Pemerintah akan memangkas produksi nikel dan batu bara pada Rancangan Anggaran Kerja dan Belanja (RKAB) tahun 2026 agar harga komoditas tersebut bisa terdongkrak. Langkah ini dinilai sudah tepat namun harus disertai komunikasi dengan negara produsen lainnya.
Direktur Eksekutif Pusat Studi Hukum Energi dan Pertambangan (PUSHEP), Bisman Bakhtiar menilai, komunikasi memang penting agar harga dapat kembali pulih.
“Ini sebagai sebagai langkah pengendalian suplai. Tapi ini bukan satu-satunya cara, harus dibarengi langkah lain. Termasuk juga perlu juga komunikasi dengan negara-negara produsen lain agar ini tidak hanya mengurangi volume tetapi bisa mendongkrak harga signifikan,” kata Bisman kepada kumparan, Minggu (21/12).

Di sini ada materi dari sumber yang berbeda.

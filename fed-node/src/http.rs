//! HTTP endpoints for fed-node.
//!
//! - `POST /federation/v1`: framed federation messages, answered by the responder
//! - `GET /health`: liveness and a peer count
//!
//! The listener is plain HTTP; put a TLS-terminating proxy in front of it.

use axum::body::Bytes;
use axum::http::header;
use axum::response::IntoResponse;
use axum::routing::{get, post};
use axum::{Extension, Json, Router};
use fed_sync::{FederationResponder, FrameHandler, FEDERATION_PATH, MAX_FRAME_SIZE};
use fed_trust::TrustManager;
use fed_types::InstanceId;
use serde::Serialize;
use std::sync::Arc;
use std::time::Instant;

/// Shared state for the handlers.
pub struct NodeState {
    /// Answers federation frames.
    pub responder: Arc<FederationResponder>,
    /// Peer registry, for health reporting.
    pub trust: Arc<TrustManager>,
    /// This instance.
    pub instance_id: InstanceId,
    /// Process start, for uptime.
    pub started: Instant,
}

/// Health status response.
#[derive(Debug, Clone, Serialize)]
pub struct HealthStatus {
    /// Overall status.
    pub status: String,
    /// Server version.
    pub version: String,
    /// This instance's id.
    pub instance_id: String,
    /// Registered peers, revoked included.
    pub peers: usize,
    /// Uptime in seconds.
    pub uptime_seconds: u64,
}

/// Build the HTTP router with all endpoints.
pub fn build_router(state: Arc<NodeState>) -> Router {
    Router::new()
        .route(&format!("/{FEDERATION_PATH}"), post(federation_handler))
        .route("/health", get(health_handler))
        .layer(axum::extract::DefaultBodyLimit::max(MAX_FRAME_SIZE))
        .layer(Extension(state))
}

async fn federation_handler(
    Extension(state): Extension<Arc<NodeState>>,
    body: Bytes,
) -> impl IntoResponse {
    let reply = state.responder.handle_frame(&body).await;
    ([(header::CONTENT_TYPE, "application/msgpack")], reply)
}

async fn health_handler(Extension(state): Extension<Arc<NodeState>>) -> Json<HealthStatus> {
    let (status, peers) = match state.trust.list_peers().await {
        Ok(peers) => ("ok", peers.len()),
        Err(e) => {
            tracing::warn!(error = %e, "health check could not read peers");
            ("degraded", 0)
        }
    };

    Json(HealthStatus {
        status: status.to_string(),
        version: env!("CARGO_PKG_VERSION").to_string(),
        instance_id: state.instance_id.to_string(),
        peers,
        uptime_seconds: state.started.elapsed().as_secs(),
    })
}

Ke depan, Bisman memproyeksi penurunan harga komoditas memang masih akan berlanjut utamanya pada nikel dan batu bara. Hal ini karena permintaan global memang sedang melemah.
“Untuk batu bara juga karena faktor transisi energi. Sedangkan nikel karena enggak jadi dipakai secara masif untuk baterai EV. Sentimen terkuat penekan harga karena over supply dan permintaan global yang memang melemah. Selain itu juga lambatnya laju ekonomi global,” ujarnya.
Selaras, Pengamat Energi lainnya yakni Tumbur Parlindungan juga menilai langkah pemerintah sudah tepat agar harga nikel dapat terdongkrak kembali. Meski demikian, ia menyadari bahwa permintaan kebutuhan nikel memang berkurang.
“Sehingga harga terkoreksi. Awalnya nickel menjadi mineral utama untuk baterai EV, tapi sekarang Banyak teknologi yang lebih baik daripada menggunakan nikel sebagai mineral utama untuk baterai,” kata Tumbur.
Sebelumnya, Menteri Energi dan Sumber Daya Mineral (ESDM) Bahlil Lahadalia mengumumkan pemangkasan produksi tersebut memang dilakukan merespons tren penurunan harga sepanjang tahun 2025.
"Semuanya kita pangkas, bukan hanya nikel, batu bara pun kita pangkas. Kenapa? Karena kita akan mengatur supply and demand. Hari ini harga batu bara anjlok semua," ungkapnya usai konferensi pers, Jumat (19/12).
Dia menyebutkan, jumlah batu bara yang diperjualbelikan kurang lebih sekitar 1,3 miliar ton. Sementara Indonesia memasok sekitar 500-600 juta ton atau hampir 50 persen.
"Gimana harganya nggak jatuh? Jadi kita akan mengatur tujuannya apa? Pengusahanya harus mendapatkan harga yang baik. Negara juga mendapatkan pendapatan yang baik," tegas Bahlil.